▶ [Work to be completed]:
Each record is to be written out exactly as it appears.

▶ [Dataset content]:
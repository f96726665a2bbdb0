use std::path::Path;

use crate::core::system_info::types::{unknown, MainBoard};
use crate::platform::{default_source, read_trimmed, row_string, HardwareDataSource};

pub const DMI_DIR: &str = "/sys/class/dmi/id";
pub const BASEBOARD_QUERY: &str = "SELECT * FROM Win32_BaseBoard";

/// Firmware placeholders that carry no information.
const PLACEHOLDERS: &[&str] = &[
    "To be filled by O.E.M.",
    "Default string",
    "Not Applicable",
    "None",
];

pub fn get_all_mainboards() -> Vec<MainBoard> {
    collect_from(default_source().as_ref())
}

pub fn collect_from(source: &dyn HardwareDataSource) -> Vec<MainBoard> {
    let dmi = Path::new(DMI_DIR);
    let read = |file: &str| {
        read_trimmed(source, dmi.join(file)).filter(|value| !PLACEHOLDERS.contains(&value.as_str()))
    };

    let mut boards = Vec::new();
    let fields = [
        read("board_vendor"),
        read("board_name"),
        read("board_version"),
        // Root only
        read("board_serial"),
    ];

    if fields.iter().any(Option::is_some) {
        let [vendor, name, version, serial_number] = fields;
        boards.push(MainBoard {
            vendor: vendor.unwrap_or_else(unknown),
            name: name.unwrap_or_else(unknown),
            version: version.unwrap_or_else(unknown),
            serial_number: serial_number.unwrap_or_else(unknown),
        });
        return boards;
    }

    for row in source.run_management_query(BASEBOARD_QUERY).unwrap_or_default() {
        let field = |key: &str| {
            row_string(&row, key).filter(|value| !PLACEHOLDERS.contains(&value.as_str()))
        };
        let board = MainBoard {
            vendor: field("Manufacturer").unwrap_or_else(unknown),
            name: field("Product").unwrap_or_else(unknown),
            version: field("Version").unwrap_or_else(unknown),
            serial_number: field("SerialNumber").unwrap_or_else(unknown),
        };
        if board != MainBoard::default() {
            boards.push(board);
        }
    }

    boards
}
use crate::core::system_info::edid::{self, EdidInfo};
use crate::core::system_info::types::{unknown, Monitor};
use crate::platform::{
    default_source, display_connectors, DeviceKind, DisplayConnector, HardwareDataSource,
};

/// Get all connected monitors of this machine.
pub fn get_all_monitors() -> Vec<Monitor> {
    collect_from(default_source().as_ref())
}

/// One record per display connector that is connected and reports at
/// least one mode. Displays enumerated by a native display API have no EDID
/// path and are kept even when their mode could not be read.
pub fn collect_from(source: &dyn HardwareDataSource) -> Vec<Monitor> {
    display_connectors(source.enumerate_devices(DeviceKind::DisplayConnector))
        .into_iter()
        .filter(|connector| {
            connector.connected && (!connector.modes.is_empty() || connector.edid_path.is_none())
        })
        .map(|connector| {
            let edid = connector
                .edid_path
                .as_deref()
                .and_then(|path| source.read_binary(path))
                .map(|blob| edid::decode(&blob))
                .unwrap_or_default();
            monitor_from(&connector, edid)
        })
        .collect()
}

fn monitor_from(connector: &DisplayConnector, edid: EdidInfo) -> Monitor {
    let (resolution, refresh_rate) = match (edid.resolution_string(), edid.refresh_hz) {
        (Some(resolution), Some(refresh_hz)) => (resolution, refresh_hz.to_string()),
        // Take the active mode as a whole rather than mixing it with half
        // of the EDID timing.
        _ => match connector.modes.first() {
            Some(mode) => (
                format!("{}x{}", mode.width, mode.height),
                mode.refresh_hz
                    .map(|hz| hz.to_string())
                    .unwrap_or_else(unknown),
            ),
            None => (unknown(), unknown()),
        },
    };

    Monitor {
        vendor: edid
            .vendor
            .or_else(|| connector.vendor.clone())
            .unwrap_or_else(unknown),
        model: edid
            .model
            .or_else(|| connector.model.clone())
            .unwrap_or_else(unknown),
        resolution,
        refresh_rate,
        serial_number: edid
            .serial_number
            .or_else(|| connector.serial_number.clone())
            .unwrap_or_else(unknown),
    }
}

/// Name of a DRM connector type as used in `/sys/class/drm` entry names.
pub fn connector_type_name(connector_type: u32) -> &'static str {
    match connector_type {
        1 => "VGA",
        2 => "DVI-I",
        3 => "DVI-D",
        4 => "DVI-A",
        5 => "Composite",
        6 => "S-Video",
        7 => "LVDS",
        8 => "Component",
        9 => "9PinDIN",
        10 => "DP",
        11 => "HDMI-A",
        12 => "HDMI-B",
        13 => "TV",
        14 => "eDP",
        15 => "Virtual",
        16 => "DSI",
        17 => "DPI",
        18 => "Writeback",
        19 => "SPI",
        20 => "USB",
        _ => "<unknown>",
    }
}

▶ [Answer to this task]:
repository f96726665a2bbdb0
use std::path::Path;

use crate::core::system_info::types::{unknown, MainBoard};
use crate::platform::{default_source, read_trimmed, row_string, HardwareDataSource};

pub const DMI_DIR: &str = "/sys/class/dmi/id";
pub const BASEBOARD_QUERY: &str = "SELECT * FROM Win32_BaseBoard";

/// Firmware placeholders that carry no information.
const PLACEHOLDERS: &[&str] = &[
    "To be filled by O.E.M.",
    "Default string",
    "Not Applicable",
    "None",
];

pub fn get_all_mainboards() -> Vec<MainBoard> {
    collect_from(default_source().as_ref())
}

pub fn collect_from(source: &dyn HardwareDataSource) -> Vec<MainBoard> {
    let dmi = Path::new(DMI_DIR);
    let read = |file: &str| {
        read_trimmed(source, dmi.join(file)).filter(|value| !PLACEHOLDERS.contains(&value.as_str()))
    };

    let mut boards = Vec::new();
    let fields = [
        read("board_vendor"),
        read("board_name"),
        read("board_version"),
        // Root only
        read("board_serial"),
    ];

    if fields.iter().any(Option::is_some) {
        let [vendor, name, version, serial_number] = fields;
        boards.push(MainBoard {
            vendor: vendor.unwrap_or_else(unknown),
            name: name.unwrap_or_else(unknown),
            version: version.unwrap_or_else(unknown),
            serial_number: serial_number.unwrap_or_else(unknown),
        });
        return boards;
    }

    for row in source.run_management_query(BASEBOARD_QUERY).unwrap_or_default() {
        let field = |key: &str| {
            row_string(&row, key).filter(|value| !PLACEHOLDERS.contains(&value.as_str()))
        };
        let board = MainBoard {
            vendor: field("Manufacturer").unwrap_or_else(unknown),
            name: field("Product").unwrap_or_else(unknown),
            version: field("Version").unwrap_or_else(unknown),
            serial_number: field("SerialNumber").unwrap_or_else(unknown),
        };
        if board != MainBoard::default() {
            boards.push(board);
        }
    }

    boards
}
use crate::core::system_info::edid::{self, EdidInfo};
use crate::core::system_info::types::{unknown, Monitor};
use crate::platform::{
    default_source, display_connectors, DeviceKind, DisplayConnector, HardwareDataSource,
};

/// Get all connected monitors of this machine.
pub fn get_all_monitors() -> Vec<Monitor> {
    collect_from(default_source().as_ref())
}

/// One record per display connector that is connected and reports at
/// least one mode. Displays enumerated by a native display API have no EDID
/// path and are kept even when their mode could not be read.
pub fn collect_from(source: &dyn HardwareDataSource) -> Vec<Monitor> {
    display_connectors(source.enumerate_devices(DeviceKind::DisplayConnector))
        .into_iter()
        .filter(|connector| {
            connector.connected && (!connector.modes.is_empty() || connector.edid_path.is_none())
        })
        .map(|connector| {
            let edid = connector
                .edid_path
                .as_deref()
                .and_then(|path| source.read_binary(path))
                .map(|blob| edid::decode(&blob))
                .unwrap_or_default();
            monitor_from(&connector, edid)
        })
        .collect()
}

fn monitor_from(connector: &DisplayConnector, edid: EdidInfo) -> Monitor {
    let (resolution, refresh_rate) = match (edid.resolution_string(), edid.refresh_hz) {
        (Some(resolution), Some(refresh_hz)) => (resolution, refresh_hz.to_string()),
        // Take the active mode as a whole rather than mixing it with half
        // of the EDID timing.
        _ => match connector.modes.first() {
            Some(mode) => (
                format!("{}x{}", mode.width, mode.height),
                mode.refresh_hz
                    .map(|hz| hz.to_string())
                    .unwrap_or_else(unknown),
            ),
            None => (unknown(), unknown()),
        },
    };

    Monitor {
        vendor: edid
            .vendor
            .or_else(|| connector.vendor.clone())
            .unwrap_or_else(unknown),
        model: edid
            .model
            .or_else(|| connector.model.clone())
            .unwrap_or_else(unknown),
        resolution,
        refresh_rate,
        serial_number: edid
            .serial_number
            .or_else(|| connector.serial_number.clone())
            .unwrap_or_else(unknown),
    }
}

/// Name of a DRM connector type as used in `/sys/class/drm` entry names.
pub fn connector_type_name(connector_type: u32) -> &'static str {
    match connector_type {
        1 => "VGA",
        2 => "DVI-I",
        3 => "DVI-D",
        4 => "DVI-A",
        5 => "Composite",
        6 => "S-Video",
        7 => "LVDS",
        8 => "Component",
        9 => "9PinDIN",
        10 => "DP",
        11 => "HDMI-A",
        12 => "HDMI-B",
        13 => "TV",
        14 => "eDP",
        15 => "Virtual",
        16 => "DSI",
        17 => "DPI",
        18 => "Writeback",
        19 => "SPI",
        20 => "USB",
        _ => "<unknown>",
    }
}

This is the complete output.